** Input for this task follows **

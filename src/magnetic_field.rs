use crate::impl_standard_traits;
use core::fmt::{Debug, Formatter};
use nalgebra::{Scalar, Vector3};
use uniform_array_derive::UniformArray;

/// A constant magnetic field vector, as used by the constant-field filter.
#[derive(UniformArray)]
#[cfg_attr(test, ensure_uniform_type::ensure_uniform_type)]
#[repr(C)]
pub struct MagneticField<T> {
    /// The field strength along the x-axis.
    pub x: T,
    /// The field strength along the y-axis.
    pub y: T,
    /// The field strength along the z-axis.
    pub z: T,
}

impl<T> MagneticField<T> {
    /// Initializes a new [`MagneticField`] instance.
    #[inline(always)]
    pub const fn new(x: T, y: T, z: T) -> Self {
        Self { x, y, z }
    }
}

impl<T> Default for MagneticField<T>
where
    T: Default,
{
    #[inline]
    fn default() -> Self {
        Self::new(Default::default(), Default::default(), Default::default())
    }
}

impl<T> Clone for MagneticField<T>
where
    T: Clone,
{
    fn clone(&self) -> Self {
        Self {
            x: self.x.clone(),
            y: self.y.clone(),
            z: self.z.clone(),
        }
    }
}

impl<T> Debug for MagneticField<T>
where
    T: Debug,
{
    fn fmt(&self, f: &mut Formatter<'_>) -> core::fmt::Result {
        f.debug_tuple("MagneticField")
            .field(&self.x)
            .field(&self.y)
            .field(&self.z)
            .finish()
    }
}

impl<T> From<MagneticField<T>> for Vector3<T>
where
    T: Scalar,
{
    #[inline]
    fn from(value: MagneticField<T>) -> Self {
        Vector3::new(value.x, value.y, value.z)
    }
}

impl_standard_traits!(MagneticField, T; x, y, z);
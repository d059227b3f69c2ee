//! Scalar and matrix shapes exchanged across the boundary.

use nalgebra as na;

pub use crate::hit::Hit;
pub use crate::hit_covariance::HitCovariance;
pub use crate::magnetic_field::MagneticField;

/// The scalar type of every buffer on both sides of the boundary.
pub type Real = f64;

pub type Vec2 = na::Vector2<Real>;
pub type Vec3 = na::Vector3<Real>;
pub type Vec5 = na::Vector5<Real>;

pub type Mat2 = na::Matrix2<Real>;
pub type Mat3 = na::Matrix3<Real>;
pub type Mat5 = na::Matrix5<Real>;

/// Number of scalars in a 3×3 matrix block.
pub const MAT3_ELEMENTS: usize = 9;
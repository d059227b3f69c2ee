use crate::impl_standard_traits;
use core::fmt::{Debug, Formatter};
use nalgebra::{Matrix2, Scalar};
use uniform_array_derive::UniformArray;

/// The 2×2 measurement noise covariance paired with a [`Hit`](crate::Hit).
///
/// Fields are stored in column-major order, matching an Eigen `Matrix2d`.
#[derive(UniformArray)]
#[cfg_attr(test, ensure_uniform_type::ensure_uniform_type)]
#[repr(C)]
pub struct HitCovariance<T> {
    /// Row 0, column 0.
    pub xx: T,
    /// Row 1, column 0.
    pub yx: T,
    /// Row 0, column 1.
    pub xy: T,
    /// Row 1, column 1.
    pub yy: T,
}

impl<T> HitCovariance<T> {
    /// Initializes a new [`HitCovariance`] instance from its column-major entries.
    #[inline(always)]
    pub const fn new(xx: T, yx: T, xy: T, yy: T) -> Self {
        Self { xx, yx, xy, yy }
    }

    /// Initializes a diagonal covariance with the given variances.
    #[inline]
    pub fn diagonal(var_x: T, var_y: T) -> Self
    where
        T: Default,
    {
        Self::new(var_x, T::default(), T::default(), var_y)
    }
}

impl<T> Default for HitCovariance<T>
where
    T: Default,
{
    #[inline]
    fn default() -> Self {
        Self::new(
            Default::default(),
            Default::default(),
            Default::default(),
            Default::default(),
        )
    }
}

impl<T> Clone for HitCovariance<T>
where
    T: Clone,
{
    fn clone(&self) -> Self {
        Self {
            xx: self.xx.clone(),
            yx: self.yx.clone(),
            xy: self.xy.clone(),
            yy: self.yy.clone(),
        }
    }
}

impl<T> Debug for HitCovariance<T>
where
    T: Debug,
{
    fn fmt(&self, f: &mut Formatter<'_>) -> core::fmt::Result {
        f.debug_tuple("HitCovariance")
            .field(&self.xx)
            .field(&self.yx)
            .field(&self.xy)
            .field(&self.yy)
            .finish()
    }
}

impl<T> From<HitCovariance<T>> for Matrix2<T>
where
    T: Scalar,
{
    #[inline]
    fn from(value: HitCovariance<T>) -> Self {
        // Matrix2::new takes its arguments row by row.
        Matrix2::new(value.xx, value.xy, value.yx, value.yy)
    }
}

impl<T> From<&HitCovariance<T>> for Matrix2<T>
where
    T: Scalar,
{
    #[inline]
    fn from(value: &HitCovariance<T>) -> Self {
        Matrix2::from(value.clone())
    }
}

impl_standard_traits!(HitCovariance, T; xx, yx, xy, yy);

** End of Input for this task **

_What is being asked_. All lines above holding the word "MagneticField" make up the answer; copy each one.

_Completed exercise_.
pub struct MagneticField<T> {
impl<T> MagneticField<T> {
    /// Initializes a new [`MagneticField`] instance.
impl<T> Default for MagneticField<T>
impl<T> Clone for MagneticField<T>
impl<T> Debug for MagneticField<T>
        f.debug_tuple("MagneticField")
impl<T> From<MagneticField<T>> for Vector3<T>
    fn from(value: MagneticField<T>) -> Self {
impl_standard_traits!(MagneticField, T; x, y, z);
pub use crate::magnetic_field::MagneticField;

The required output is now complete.